All of the vessels in the 18 normal gastric tissues examined had VAFCs just outside the vascular media; all vessels contained VAFCs. The results regarding the normal gastric tissues agreed with our recent study.7
Recently, the role of the adventitia has received considerable attention in several pathological conditions of the cardiovascular system, including arteritis and atherosclerosis of coronary arteries and autologous saphenous vein grafts3,4,16; adventitial fibroblasts contribute to neointima formation and vascular remodelling.17 However, the role of the vascular adventitia in tumours has not been studied extensively—the only published studies being our two recent reports on the alteration of tumour vascular adventitia in intestinal-type and solid-type gastric carcinomas and subcutaneous vascular leiomyomas.7,8
It is impossible to differentiate tumour vessels from normal vessels involved in carcinomas. Therefore, we were unable to confirm whether the VAFC containing vessels within tumour tissues were tumour vessels, pre-existing normal vessels (involved within tumour tissues), or both. In our present study, we focused on the relation between VAFCs and diffuse-type gastric carcinomas. Diffuse-type gastric carcinomas have both VAFC containing vessels and VAFC lacking vessels, whereas intestinal-type and solid-type gastric carcinomas have no VAFC containing vessels.7 These results suggest that the formation of both carcinomatous glands and solid tumour nests is associated with the lack of VAFCs, whereas diffuse scattered infiltrative growth of carcinoma cells is associated with the presence of VAFCs.
“Our results suggest that the formation of both carcinomatous glands and solid tumour nests is associated with the lack of vascular adventitial fibroblastic cells (VAFCs), whereas diffuse scattered infiltrative growth of carcinoma cells is associated with the presence of VAFCs”

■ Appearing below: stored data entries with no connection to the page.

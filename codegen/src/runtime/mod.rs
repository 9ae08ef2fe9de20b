//! Runtime support shared by generated and interpreted serializers

pub mod host;
mod json_generator;
mod reflective;

use error_stack::Report;
pub use json_generator::{CompactJsonGenerator, JsonGenerator};
pub use reflective::ReflectiveSerializer;
use serde_json::Value;

use crate::error::Result;
use crate::type_descriptor::TypeDescriptor;

/// Output target plus the reflective writer for deferred leaves
pub struct SerializationContext<'a> {
    generator:   &'a mut dyn JsonGenerator,
    leaf_writer: &'a ReflectiveSerializer,
}

impl<'a> SerializationContext<'a> {
    /// Pair a generator with the writer for deferred leaves
    #[must_use]
    pub fn new(generator: &'a mut dyn JsonGenerator, leaf_writer: &'a ReflectiveSerializer) -> Self {
        Self {
            generator,
            leaf_writer,
        }
    }

    /// The output target
    pub fn generator(&mut self) -> &mut dyn JsonGenerator { &mut *self.generator }

    /// Write a deferred leaf through the reflective writer
    ///
    /// # Errors
    ///
    /// Returns an error when `value` does not match `declared` or the generator rejects a write.
    pub fn write_unhandled(&mut self, value: &Value, declared: &TypeDescriptor) -> Result<()> {
        self.leaf_writer.serialize(value, declared, &mut *self.generator)
    }

    /// Same as [`Self::write_unhandled`] with the declared type as a signature string
    ///
    /// # Errors
    ///
    /// Returns an error when `signature` does not parse, otherwise as [`Self::write_unhandled`].
    pub fn write_unhandled_signature(&mut self, value: &Value, signature: &str) -> Result<()> {
        let declared = TypeDescriptor::try_from(signature).map_err(Report::new)?;
        self.write_unhandled(value, &declared)
    }
}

On the basis of our recent paper,7 and our present results, we hypothesise that all VAFC containing vessels in diffuse-type gastric carcinomas are pre-existing normal vessels, and that all VAFC lacking vessels in diffuse-type, intestinal-type, and solid-type gastric carcinomas are tumour vessels; in general, tumour vessels lack VAFCs. Accordingly, using the present hypothesis, 17 of the present 18 diffuse-type gastric carcinomas had VAFC containing vessels, namely pre-existing normal vessels entrapped by tumour tissues.
In conclusion, CD34 positive stromal cells just outside the vascular media, namely VAFCs, were detected in advanced diffuse-type gastric carcinomas, suggesting that the presence of VAFCs is associated with the infiltration of diffuse scattered gastric carcinoma cells. To elucidate the pathobiological relevance of the presence of VAFCs in diffuse-type gastric carcinomas, and to substantiate this hypothesis, further molecular and biological investigations are needed.
The authors are grateful to Ms H Yamasaki, Ms M Yamamoto, Mr T Tokaji, and Mr Y Hayashi, Department of Pathology, Kochi Medical School, for their excellent technical assistance.